Pituitary corticotroph adenomas are rare tumors that can be associated with excess adrenocorticotropin (ACTH) and adrenal cortisol production, resulting in the clinically debilitating endocrine condition Cushing disease. A subset of corticotroph tumors behave aggressively, and genomic drivers behind the development of these tumors are largely unknown.

OBJECTIVE

To investigate genomic drivers of corticotroph tumors at risk for aggressive behavior.

DESIGN

Whole-exome sequencing of patient-matched corticotroph tumor and normal deoxyribonucleic acid (DNA) from a patient cohort enriched for tumors at risk for aggressive behavior.

SETTING

Tertiary care center.

PATIENTS

Twenty-seven corticotroph tumors from 22 patients were analyzed.
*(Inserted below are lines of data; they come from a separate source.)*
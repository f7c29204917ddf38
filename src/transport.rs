//! In-process message transport between host panel and viewer
//!
//! Two unbounded channels, one per direction. Posting never blocks and never
//! fails from the caller's point of view: a closed peer is only logged.

use flume::{Receiver, Sender};
use log::warn;

use crate::message::WebviewMessage;

#[derive(Debug)]
struct Endpoint {
    tx: Sender<WebviewMessage>,
    rx: Receiver<WebviewMessage>,
}

impl Endpoint {
    fn post(&self, side: &str, message: WebviewMessage) {
        if let Err(e) = self.tx.send(message) {
            warn!("{side} dropped message, peer is gone: {:?}", e.into_inner());
        }
    }

    fn drain(&self) -> Vec<WebviewMessage> {
        self.rx.try_iter().collect()
    }
}

/// Host (editor) side of the transport
#[derive(Debug)]
pub struct HostEndpoint(Endpoint);

/// Viewer side of the transport
#[derive(Debug)]
pub struct ViewerEndpoint(Endpoint);

pub fn channel() -> (HostEndpoint, ViewerEndpoint) {
    let (to_viewer, from_host) = flume::unbounded();
    let (to_host, from_viewer) = flume::unbounded();
    (
        HostEndpoint(Endpoint {
            tx: to_viewer,
            rx: from_viewer,
        }),
        ViewerEndpoint(Endpoint {
            tx: to_host,
            rx: from_host,
        }),
    )
}

impl HostEndpoint {
    pub fn post(&self, message: WebviewMessage) {
        self.0.post("host", message);
    }

    /// Everything the viewer has sent so far, oldest first
    pub fn drain(&self) -> Vec<WebviewMessage> {
        self.0.drain()
    }
}

impl ViewerEndpoint {
    pub fn post(&self, message: WebviewMessage) {
        self.0.post("viewer", message);
    }

    /// Everything the host has sent so far, oldest first
    pub fn drain(&self) -> Vec<WebviewMessage> {
        self.0.drain()
    }
}

#[cfg(test)]
mod tests {
    use super::*;
    use crate::notification::NotificationLevel;

    #[test]
    fn messages_flow_both_ways_in_order() {
        let (host, viewer) = channel();

        viewer.post(WebviewMessage::notification("one", NotificationLevel::Info));
        viewer.post(WebviewMessage::notification("two", NotificationLevel::Warning));

        let received = host.drain();
        assert_eq!(
            received,
            vec![
                WebviewMessage::notification("one", NotificationLevel::Info),
                WebviewMessage::notification("two", NotificationLevel::Warning),
            ]
        );
        assert!(host.drain().is_empty());
        assert!(viewer.drain().is_empty());
    }

    #[test]
    fn posting_to_closed_peer_is_silent() {
        let (host, viewer) = channel();
        drop(viewer);
        host.post(WebviewMessage::notification("lost", NotificationLevel::Info));
        assert!(host.drain().is_empty());
    }
}
//! Viewport coordinate model
//!
//! Maps a rendered diagram of arbitrary natural size into the viewing
//! frame. Every operation consumes a `FrameCoordinates` value and returns a
//! new one, so calls chain left to right and later calls win:
//!
//! ```
//! use mermaidlens::frame_coords::FrameCoordinates;
//! use mermaidlens::geometry::Rect;
//!
//! let coords = FrameCoordinates::default()
//!     .with_boundary_rect(Some(Rect::from_size(800.0, 600.0)))
//!     .with_image_rect(Some(Rect::from_size(400.0, 300.0)))
//!     .scale_to_fit();
//! assert_eq!(coords.scale, 2.0);
//! assert_eq!((coords.offset_x, coords.offset_y), (400.0, 300.0));
//! ```
//!
//! Operations that need a rect which is not set return the input unchanged.

use serde::{Deserialize, Serialize};

use crate::geometry::Rect;

/// Smallest zoom factor reachable through user zoom
pub const MIN_SCALE: f64 = 0.2;
/// Largest zoom factor reachable through user zoom
pub const MAX_SCALE: f64 = 5.0;

#[derive(Debug, Clone, Copy, PartialEq, Serialize, Deserialize)]
#[serde(rename_all = "camelCase")]
pub struct FrameCoordinates {
    /// Zoom applied to the natural-size content
    pub scale: f64,
    /// Where the centre of the scaled content sits inside the boundary
    pub offset_x: f64,
    pub offset_y: f64,
    /// Natural size of the rendered content, unset until the first render
    pub image_rect: Option<Rect>,
    /// Full viewing area
    pub boundary_rect: Option<Rect>,
    /// Viewing area minus the strip reserved for overlay controls
    pub inner_frame_rect: Option<Rect>,
}

impl Default for FrameCoordinates {
    fn default() -> Self {
        Self {
            scale: 1.0,
            offset_x: 0.0,
            offset_y: 0.0,
            image_rect: None,
            boundary_rect: None,
            inner_frame_rect: None,
        }
    }
}

impl FrameCoordinates {
    /// Clamp a zoom factor into `[MIN_SCALE, MAX_SCALE]`, mapping NaN to 1.0
    pub fn clamp_scale(scale: f64) -> f64 {
        if scale.is_nan() {
            1.0
        } else {
            scale.clamp(MIN_SCALE, MAX_SCALE)
        }
    }

    #[must_use]
    pub fn with_scale(self, scale: f64) -> Self {
        Self { scale, ..self }
    }

    #[must_use]
    pub fn with_clamped_scale(self) -> Self {
        self.with_scale(Self::clamp_scale(self.scale))
    }

    #[must_use]
    pub fn with_offset(self, offset_x: f64, offset_y: f64) -> Self {
        Self {
            offset_x,
            offset_y,
            ..self
        }
    }

    #[must_use]
    pub fn with_offset_x(self, offset_x: f64) -> Self {
        Self { offset_x, ..self }
    }

    #[must_use]
    pub fn with_offset_y(self, offset_y: f64) -> Self {
        Self { offset_y, ..self }
    }

    #[must_use]
    pub fn with_image_rect(self, image_rect: Option<Rect>) -> Self {
        Self { image_rect, ..self }
    }

    #[must_use]
    pub fn with_boundary_rect(self, boundary_rect: Option<Rect>) -> Self {
        Self {
            boundary_rect,
            ..self
        }
    }

    #[must_use]
    pub fn with_inner_frame_rect(self, inner_frame_rect: Option<Rect>) -> Self {
        Self {
            inner_frame_rect,
            ..self
        }
    }

    /// Shift the offset by a pointer delta
    #[must_use]
    pub fn translate(self, dx: f64, dy: f64) -> Self {
        self.with_offset(self.offset_x + dx, self.offset_y + dy)
    }

    /// Place the content centre at the boundary centre, or at the origin
    /// when no boundary is known
    #[must_use]
    pub fn center(self) -> Self {
        match self.boundary_rect {
            Some(boundary) => {
                let (x, y) = boundary.center();
                self.with_offset(x, y)
            }
            None => self.with_offset(0.0, 0.0),
        }
    }

    #[must_use]
    pub fn center_at_inner_frame(self) -> Self {
        let (Some(_), Some(frame)) = (self.image_rect, self.inner_frame_rect) else {
            return self;
        };
        let (x, y) = frame.center();
        self.with_offset(x, y)
    }

    /// Keep the content from leaving the boundary.
    ///
    /// Per axis: content larger than the boundary may be panned only until
    /// one of its edges meets the boundary edge, so the offset stays in
    /// `[boundary - scaled / 2, scaled / 2]`. Content that fits is pinned
    /// inside, offset in `[scaled / 2, boundary - scaled / 2]`.
    #[must_use]
    pub fn prevent_exceed_boundary(self) -> Self {
        let (Some(image), Some(boundary)) = (self.image_rect, self.boundary_rect) else {
            return self;
        };

        let offset_x = clamp_axis(self.offset_x, image.width * self.scale, boundary.width);
        let offset_y = clamp_axis(self.offset_y, image.height * self.scale, boundary.height);
        self.with_offset(offset_x, offset_y)
    }

    /// Scale so the whole content fits the boundary, then centre it.
    /// The result is not clamped to the user zoom range.
    #[must_use]
    pub fn scale_to_fit(self) -> Self {
        let (Some(image), Some(boundary)) = (self.image_rect, self.boundary_rect) else {
            return self;
        };
        if image.is_degenerate() {
            return self;
        }

        let scale_x = boundary.width / image.width;
        let scale_y = boundary.height / image.height;
        self.with_scale(scale_x.min(scale_y)).center()
    }

    /// First view of new content: native size centred in the inner frame
    /// when it fits there, otherwise fit to the boundary and centre.
    #[must_use]
    pub fn reset(self) -> Self {
        let (Some(image), Some(frame)) = (self.image_rect, self.inner_frame_rect) else {
            return self;
        };

        if image.fits_within(&frame) {
            return self.with_scale(1.0).center_at_inner_frame();
        }

        self.scale_to_fit().center()
    }

    /// Content-space point (relative to the content centre, unscaled) that
    /// is currently drawn at the given panel position
    pub fn content_point_at(&self, x: f64, y: f64) -> (f64, f64) {
        (
            (x - self.offset_x) / self.scale,
            (y - self.offset_y) / self.scale,
        )
    }

    /// Change the scale while keeping the content point under `(x, y)` fixed
    #[must_use]
    pub fn zoom_at(self, x: f64, y: f64, scale: f64) -> Self {
        if !(self.scale > 0.0) {
            return self.with_scale(scale);
        }
        let (content_x, content_y) = self.content_point_at(x, y);
        self.with_scale(scale)
            .with_offset(x - content_x * scale, y - content_y * scale)
    }
}

fn clamp_axis(offset: f64, scaled: f64, boundary: f64) -> f64 {
    let half = scaled / 2.0;
    if scaled > boundary {
        offset.min(half).max(boundary - half)
    } else {
        offset.max(half).min(boundary - half)
    }
}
Twelve tumors were macroadenomas, of which 6 were silent ACTH tumors, 2 were Crooke's cell tumors, and 1 was a corticotroph carcinoma.

INTERVENTION

Whole-exome sequencing.

MAIN OUTCOME MEASURE

Somatic mutation genomic biomarkers.

RESULTS

We found recurrent somatic mutations in USP8 and TP53 genes, both with higher allelic fractions than other somatic mutations. These mutations were mutually exclusive, with TP53 mutations occurring only in USP8 wildtype (WT) tumors, indicating they may be independent driver genes. USP8-WT tumors were characterized by extensive somatic copy number variation compared with USP8-mutated tumors. Independent of molecular driver status, we found an association between invasiveness, macroadenomas, and aneuploidy.

CONCLUSIONS

Our data suggest that corticotroph tumors may be categorized into a USP8-mutated, genome-stable subtype versus a USP8-WT, genome-disrupted subtype, the latter of which has a TP53-mutated subtype with high level of chromosome instability. These findings could help identify high risk corticotroph tumors, namely those with widespread CNV, that may need closer monitoring and more aggressive treatment.